Though Mary Boykin Miller Chesnut's A Diary from Dixie remained unpublished until 1905, nineteen years after her death, many critics since have labeled it one of the most important southern literary works of the nineteenth century. The editors of the first edition claim that "perhaps nowhere else in the literature of the war, will be found the Southern spirit of that time expressed in words which are not alone charming as literature, but genuinely human in their spontaneousness, their delightfully unconscious frankness." Documenting the American South invites you to celebrate the 100th anniversary of this unique Civil War journal.

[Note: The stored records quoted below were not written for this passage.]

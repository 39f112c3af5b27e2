//! Socket.IO proxy gateway.
//!
//! A browser opens a Socket.IO connection to this gateway, naming in the
//! handshake query the real endpoint it wants (`targetUrl`), the namespace
//! on that endpoint (`namespace`) and the headers to present (`headers`).
//! The gateway opens the matching outbound connection and relays every
//! event between the two, so that the browser's origin policy never comes
//! into play.
//!
//! ```text
//! Browser <--socket.io--> Gateway <--socket.io--> Target
//!                            |
//!                     [ProxySession]
//!                   parse -> connect -> relay -> teardown
//! ```
//!
//! Each connection is a [`ProxySession`] owning both [`SocketHandle`]s.
//! Either side going away, or the client sending the control event, tears
//! down both.

pub mod connector;
pub mod error;
pub mod listener;
pub mod origin;
pub mod params;
pub mod protocol;
pub mod relay;
pub mod session;
pub mod transport;

#[cfg(test)]
mod test_support;

pub use connector::{ConnectorConfig, SocketIoConnector, TargetConnector};
pub use error::ProxyError;
pub use listener::{Gateway, GatewayConfig, StatsSnapshot};
pub use params::{ConnectParams, ForwardedHeaderSet, RawParams};
pub use protocol::SocketEvent;
pub use relay::{RelayConfig, RelayEvent, DEFAULT_CONTROL_EVENT};
pub use session::{CloseReason, ProxySession, SessionReport, SessionState};
pub use transport::{accept_socket, Command, EngineOptions, SocketHandle, SocketPeer};
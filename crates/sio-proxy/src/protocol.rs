//! Engine.IO v4 / Socket.IO v5 text framing.
//!
//! Only the WebSocket transport is spoken, so every Engine.IO packet is one
//! text frame: a single type digit followed by its payload. Socket.IO packets
//! ride inside Engine.IO `message` packets with the layout
//!
//! ```text
//! <type>[<attachments>-][<namespace>,][<ack id>][<json>]
//! ```

use serde::{Deserialize, Serialize};
use serde_json::Value;

use crate::error::ProxyError;

/// Engine.IO protocol revision spoken on both sides.
pub const ENGINE_IO_VERSION: &str = "4";

/// Namespace used when a packet carries none.
pub const DEFAULT_NAMESPACE: &str = "/";

// ---------------------------------------------------------------------------
// Engine.IO
// ---------------------------------------------------------------------------

#[derive(Debug, Clone, PartialEq)]
pub enum EnginePacket {
    Open(OpenPayload),
    Close,
    Ping(String),
    Pong(String),
    Message(String),
    Upgrade,
    Noop,
}

/// Body of the Engine.IO `open` packet sent by the server.
#[derive(Debug, Clone, PartialEq, Serialize, Deserialize)]
#[serde(rename_all = "camelCase")]
pub struct OpenPayload {
    pub sid: String,
    #[serde(default)]
    pub upgrades: Vec<String>,
    pub ping_interval: u64,
    pub ping_timeout: u64,
    #[serde(default)]
    pub max_payload: u64,
}

impl EnginePacket {
    pub fn decode(frame: &str) -> Result<Self, ProxyError> {
        let mut chars = frame.chars();
        let kind = chars
            .next()
            .ok_or_else(|| ProxyError::Protocol("empty engine.io frame".into()))?;
        let body = chars.as_str();

        Ok(match kind {
            '0' => {
                let open = serde_json::from_str(body)
                    .map_err(|e| ProxyError::Protocol(format!("bad open packet: {e}")))?;
                Self::Open(open)
            }
            '1' => Self::Close,
            '2' => Self::Ping(body.to_string()),
            '3' => Self::Pong(body.to_string()),
            '4' => Self::Message(body.to_string()),
            '5' => Self::Upgrade,
            '6' => Self::Noop,
            other => {
                return Err(ProxyError::Protocol(format!(
                    "unknown engine.io packet type '{other}'"
                )))
            }
        })
    }

    pub fn encode(&self) -> String {
        match self {
            // OpenPayload only holds strings and integers.
            Self::Open(open) => format!("0{}", serde_json::to_string(open).unwrap_or_default()),
            Self::Close => "1".to_string(),
            Self::Ping(data) => format!("2{data}"),
            Self::Pong(data) => format!("3{data}"),
            Self::Message(data) => format!("4{data}"),
            Self::Upgrade => "5".to_string(),
            Self::Noop => "6".to_string(),
        }
    }
}

// ---------------------------------------------------------------------------
// Socket.IO
// ---------------------------------------------------------------------------

#[derive(Debug, Clone, Copy, PartialEq, Eq)]
pub enum PacketKind {
    Connect,
    Disconnect,
    Event,
    Ack,
    ConnectError,
    BinaryEvent,
    BinaryAck,
}

impl PacketKind {
    fn from_digit(c: char) -> Option<Self> {
        Some(match c {
            '0' => Self::Connect,
            '1' => Self::Disconnect,
            '2' => Self::Event,
            '3' => Self::Ack,
            '4' => Self::ConnectError,
            '5' => Self::BinaryEvent,
            '6' => Self::BinaryAck,
            _ => return None,
        })
    }

    fn digit(self) -> char {
        match self {
            Self::Connect => '0',
            Self::Disconnect => '1',
            Self::Event => '2',
            Self::Ack => '3',
            Self::ConnectError => '4',
            Self::BinaryEvent => '5',
            Self::BinaryAck => '6',
        }
    }

    pub fn is_binary(self) -> bool {
        matches!(self, Self::BinaryEvent | Self::BinaryAck)
    }
}

#[derive(Debug, Clone, PartialEq)]
pub struct SocketPacket {
    pub kind: PacketKind,
    pub namespace: String,
    pub attachments: usize,
    pub ack_id: Option<u64>,
    pub data: Option<Value>,
}

/// A named application event and its arguments, exactly as they appeared on
/// the wire. The proxy never looks inside `args`.
#[derive(Debug, Clone, PartialEq)]
pub struct SocketEvent {
    pub name: String,
    pub args: Vec<Value>,
}

impl SocketEvent {
    pub fn new(name: impl Into<String>, args: Vec<Value>) -> Self {
        Self {
            name: name.into(),
            args,
        }
    }
}

impl SocketPacket {
    fn new(kind: PacketKind, namespace: &str, data: Option<Value>) -> Self {
        Self {
            kind,
            namespace: namespace.to_string(),
            attachments: 0,
            ack_id: None,
            data,
        }
    }

    pub fn connect(namespace: &str, data: Option<Value>) -> Self {
        Self::new(PacketKind::Connect, namespace, data)
    }

    pub fn disconnect(namespace: &str) -> Self {
        Self::new(PacketKind::Disconnect, namespace, None)
    }

    pub fn connect_error(namespace: &str, message: &str) -> Self {
        Self::new(
            PacketKind::ConnectError,
            namespace,
            Some(serde_json::json!({ "message": message })),
        )
    }

    pub fn event(namespace: &str, event: &SocketEvent) -> Self {
        let mut array = Vec::with_capacity(event.args.len() + 1);
        array.push(Value::String(event.name.clone()));
        array.extend(event.args.iter().cloned());
        Self::new(PacketKind::Event, namespace, Some(Value::Array(array)))
    }

    /// Interpret an EVENT packet's data as `[name, ...args]`.
    pub fn into_event(self) -> Result<SocketEvent, ProxyError> {
        if self.kind != PacketKind::Event {
            return Err(ProxyError::Protocol(format!(
                "expected an event packet, got {:?}",
                self.kind
            )));
        }
        let Some(Value::Array(mut items)) = self.data else {
            return Err(ProxyError::Protocol("event payload is not an array".into()));
        };
        if items.is_empty() {
            return Err(ProxyError::Protocol("event payload is empty".into()));
        }
        match items.remove(0) {
            Value::String(name) => Ok(SocketEvent { name, args: items }),
            other => Err(ProxyError::Protocol(format!(
                "event name must be a string, got {other}"
            ))),
        }
    }

    pub fn decode(text: &str) -> Result<Self, ProxyError> {
        let mut chars = text.chars();
        let kind = chars
            .next()
            .and_then(PacketKind::from_digit)
            .ok_or_else(|| ProxyError::Protocol(format!("bad socket.io packet type in {text:?}")))?;
        let mut rest = chars.as_str();

        let mut attachments = 0;
        if kind.is_binary() {
            let dash = rest
                .find('-')
                .ok_or_else(|| ProxyError::Protocol("binary packet without attachment count".into()))?;
            attachments = rest[..dash]
                .parse()
                .map_err(|_| ProxyError::Protocol("bad attachment count".into()))?;
            rest = &rest[dash + 1..];
        }

        let mut namespace = DEFAULT_NAMESPACE.to_string();
        if rest.starts_with('/') {
            let end = rest.find(',').unwrap_or(rest.len());
            namespace = rest[..end].to_string();
            rest = rest.get(end + 1..).unwrap_or("");
        }

        let digits = rest.bytes().take_while(u8::is_ascii_digit).count();
        let ack_id = if digits > 0 {
            let id = rest[..digits]
                .parse()
                .map_err(|_| ProxyError::Protocol("ack id out of range".into()))?;
            rest = &rest[digits..];
            Some(id)
        } else {
            None
        };

        let data = if rest.is_empty() {
            None
        } else {
            Some(
                serde_json::from_str(rest)
                    .map_err(|e| ProxyError::Protocol(format!("bad packet payload: {e}")))?,
            )
        };

        Ok(Self {
            kind,
            namespace,
            attachments,
            ack_id,
            data,
        })
    }

    pub fn encode(&self) -> String {
        let mut out = String::new();
        out.push(self.kind.digit());
        if self.kind.is_binary() {
            out.push_str(&self.attachments.to_string());
            out.push('-');
        }
        if self.namespace != DEFAULT_NAMESPACE {
            out.push_str(&self.namespace);
            out.push(',');
        }
        if let Some(id) = self.ack_id {
            out.push_str(&id.to_string());
        }
        if let Some(data) = &self.data {
            out.push_str(&data.to_string());
        }
        out
    }

    /// Wrap in an Engine.IO message packet, ready for a text frame.
    pub fn to_frame(&self) -> String {
        EnginePacket::Message(self.encode()).encode()
    }
}

/// Normalise a user-supplied namespace so that it always starts with `/`.
pub fn normalize_namespace(namespace: &str) -> String {
    if namespace.starts_with('/') {
        namespace.to_string()
    } else {
        format!("/{namespace}")
    }
}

Chesnut was born March 31, 1823 in Statesboro, South Carolina. Her father, Stephen Decatur Miller, was a former U.S. congressman and became governor of South Carolina in 1826. Mary wed James Chesnut, Jr. on April 23, 1840, and the couple lived in South Carolina until James' election to the U.S. Senate in 1858 took them to Washington. After Abraham Lincoln's election, they left the city to join South Carolina's secession movement. James became a brigadier-general in the Confederate army and served as an aide to Jefferson Davis and General P.G.T. Beauregard. Mary often traveled with her husband on his military assignments and kept a series of diaries. A Diary from Dixie chronicles these journeys across the South. The trips—which included stops in Charleston, South Carolina; Montgomery, Alabama; Richmond, Virginia; and Flat Rock, North Carolina—brought her into intimate contact with important southern figures such as Robert E. Lee and Jefferson Davis. These unique experiences allow her to represent vividly the effects of the war on individuals as well as on life in the South as a whole.

The Chesnuts wanted to bring Mary's stories to the public but could not secure a publisher for the diaries in the 1870s. Mary also tried to produce three novels; however, these also remained unpublished. When she died on November 22, 1889, she was still hard at work on revisions of A Diary from Dixie.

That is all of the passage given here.